##### Study material #####

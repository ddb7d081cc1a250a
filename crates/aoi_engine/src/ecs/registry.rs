//! Entity registry
//!
//! Open-addressing hash table keyed by [`EntityId`] with chaining through an
//! explicit `next` index stored in each slot. Every id has a *main position*
//! (`id & (capacity - 1)`); colliding ids live in free slots linked from the
//! chain that starts at that main position. Free slots are handed out by a
//! cursor walking down from the top of the table. When it runs dry the table
//! doubles and every live entry is reinserted. The table never shrinks.
//!
//! Removing an id keeps the id in its slot as a tombstone so chains passing
//! through it stay walkable. A later lookup of the same id reuses the slot.

use log::debug;

use super::entity::EntityId;
use crate::foundation::memory::{AllocError, Allocator};

#[derive(Debug, Clone)]
struct Slot<V> {
    id: Option<EntityId>,
    value: Option<V>,
    next: Option<usize>,
}

impl<V> Slot<V> {
    const fn vacant() -> Self {
        Self {
            id: None,
            value: None,
            next: None,
        }
    }
}

/// Hash table mapping entity ids to values (arena keys in practice)
#[derive(Debug)]
pub struct Registry<V> {
    slots: Vec<Slot<V>>,
    /// Next candidate for a free slot, counting down
    last_free: Option<usize>,
    /// Slots carrying an id, live or tombstone
    occupied: usize,
    /// Slots carrying a value
    len: usize,
}

impl<V: Copy> Registry<V> {
    /// Create a table with `capacity` slots, rounded up to a power of two
    pub fn new<A: Allocator + ?Sized>(capacity: usize, alloc: &mut A) -> Result<Self, AllocError> {
        let capacity = capacity.max(1).next_power_of_two();
        alloc.request(Self::bytes_for(capacity))?;
        Ok(Self::with_vacant_slots(capacity))
    }

    fn with_vacant_slots(capacity: usize) -> Self {
        Self {
            slots: (0..capacity).map(|_| Slot::vacant()).collect(),
            last_free: capacity.checked_sub(1),
            occupied: 0,
            len: 0,
        }
    }

    fn bytes_for(capacity: usize) -> usize {
        capacity * std::mem::size_of::<Slot<V>>()
    }

    /// Bytes currently requested for the slot array
    pub fn table_bytes(&self) -> usize {
        Self::bytes_for(self.slots.len())
    }

    /// Number of slots
    pub fn capacity(&self) -> usize {
        self.slots.len()
    }

    /// Number of live entries
    pub fn len(&self) -> usize {
        self.len
    }

    /// Whether no live entry exists
    pub fn is_empty(&self) -> bool {
        self.len == 0
    }

    #[inline]
    fn main_position(&self, id: EntityId) -> usize {
        id as usize & (self.slots.len() - 1)
    }

    /// Walk the chain of `id` and return the slot holding it, live or tombstone
    fn find(&self, id: EntityId) -> Option<usize> {
        let mut index = self.main_position(id);
        loop {
            let slot = &self.slots[index];
            if slot.id == Some(id) {
                return Some(index);
            }
            index = slot.next?;
        }
    }

    /// Value stored for `id`, without creating anything
    pub fn get(&self, id: EntityId) -> Option<V> {
        self.find(id).and_then(|index| self.slots[index].value)
    }

    /// Value stored for `id`, creating it with `make` when absent
    ///
    /// `make` receives the allocator so the caller can account for whatever
    /// it builds. If it fails nothing is inserted.
    pub fn query_or_try_insert_with<A, F>(
        &mut self,
        id: EntityId,
        alloc: &mut A,
        make: F,
    ) -> Result<V, AllocError>
    where
        A: Allocator + ?Sized,
        F: FnOnce(&mut A) -> Result<V, AllocError>,
    {
        if let Some(index) = self.find(id) {
            if let Some(value) = self.slots[index].value {
                return Ok(value);
            }
            let value = make(alloc)?;
            self.slots[index].value = Some(value);
            self.len += 1;
            return Ok(value);
        }

        self.reserve_for(id, alloc)?;
        let value = make(alloc)?;
        self.insert_reserved(id, value, alloc)?;
        Ok(value)
    }

    /// Detach the value stored for `id`, leaving a tombstone behind
    pub fn remove(&mut self, id: EntityId) -> Option<V> {
        let index = self.find(id)?;
        let value = self.slots[index].value.take();
        if value.is_some() {
            self.len -= 1;
        }
        value
    }

    /// Iterate over every live value in slot order
    pub fn values(&self) -> impl Iterator<Item = V> + '_ {
        self.slots.iter().filter_map(|slot| slot.value)
    }

    /// Grow ahead of time if placing `id` would need a free slot and none is left.
    ///
    /// Slots above the free cursor are never vacant, so a vacancy exists
    /// exactly when `occupied < capacity`.
    fn reserve_for<A: Allocator + ?Sized>(&mut self, id: EntityId, alloc: &mut A) -> Result<(), AllocError> {
        let main = self.main_position(id);
        if self.slots[main].id.is_some() && self.occupied == self.slots.len() {
            self.rehash(alloc)?;
        }
        Ok(())
    }

    fn insert_reserved<A: Allocator + ?Sized>(
        &mut self,
        id: EntityId,
        value: V,
        alloc: &mut A,
    ) -> Result<(), AllocError> {
        let mut pending = self.place(id, value);
        while let Some((id, value)) = pending {
            self.rehash(alloc)?;
            pending = self.place(id, value);
        }
        self.len += 1;
        Ok(())
    }

    /// Put an entry into the table without growing it.
    ///
    /// Returns the entry that could not find a free slot, if any.
    fn place(&mut self, id: EntityId, value: V) -> Option<(EntityId, V)> {
        let main = self.main_position(id);

        let Some(resident) = self.slots[main].id else {
            self.slots[main] = Slot {
                id: Some(id),
                value: Some(value),
                next: None,
            };
            self.occupied += 1;
            return None;
        };

        let resident_main = self.main_position(resident);
        if resident_main != main {
            // The resident only borrowed this slot: unlink it from its own
            // chain, take the slot, then find it a new home.
            let mut prev = resident_main;
            while self.slots[prev].next != Some(main) {
                match self.slots[prev].next {
                    Some(next) => prev = next,
                    None => {
                        debug_assert!(false, "slot {main} missing from chain of {resident_main}");
                        break;
                    }
                }
            }
            self.slots[prev].next = self.slots[main].next;

            let evicted = std::mem::replace(
                &mut self.slots[main],
                Slot {
                    id: Some(id),
                    value: Some(value),
                    next: None,
                },
            );
            return match evicted.value {
                Some(evicted_value) => self.place(resident, evicted_value),
                // Tombstones are not worth relocating
                None => None,
            };
        }

        while let Some(free) = self.last_free {
            self.last_free = free.checked_sub(1);
            if self.slots[free].id.is_none() {
                self.slots[free] = Slot {
                    id: Some(id),
                    value: Some(value),
                    next: self.slots[main].next,
                };
                self.slots[main].next = Some(free);
                self.occupied += 1;
                return None;
            }
        }
        Some((id, value))
    }

    /// Double the table and reinsert every live entry. Tombstones are discarded.
    fn rehash<A: Allocator + ?Sized>(&mut self, alloc: &mut A) -> Result<(), AllocError> {
        let old_capacity = self.slots.len();
        let new_capacity = old_capacity * 2;
        alloc.request(Self::bytes_for(new_capacity))?;

        let old = std::mem::replace(self, Self::with_vacant_slots(new_capacity));
        for slot in old.slots {
            if let (Some(id), Some(value)) = (slot.id, slot.value) {
                let leftover = self.place(id, value);
                debug_assert!(leftover.is_none(), "rehash ran out of slots");
                self.len += 1;
            }
        }
        alloc.release(Self::bytes_for(old_capacity));

        debug!(
            "registry grew from {} to {} slots ({} live entries)",
            old_capacity, new_capacity, self.len
        );
        Ok(())
    }
}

#####

## Problem details
The required output is the exact run of lines from the beginning of the records to the line with "dry the table", that line included.

## Answer for this exercise
repository ddb7d081cc1a250a
filename crates/aoi_engine/src/ecs/registry.rs
//! Entity registry
//!
//! Open-addressing hash table keyed by [`EntityId`] with chaining through an
//! explicit `next` index stored in each slot. Every id has a *main position*
//! (`id & (capacity - 1)`); colliding ids live in free slots linked from the
//! chain that starts at that main position. Free slots are handed out by a
//! cursor walking down from the top of the table. When it runs dry the table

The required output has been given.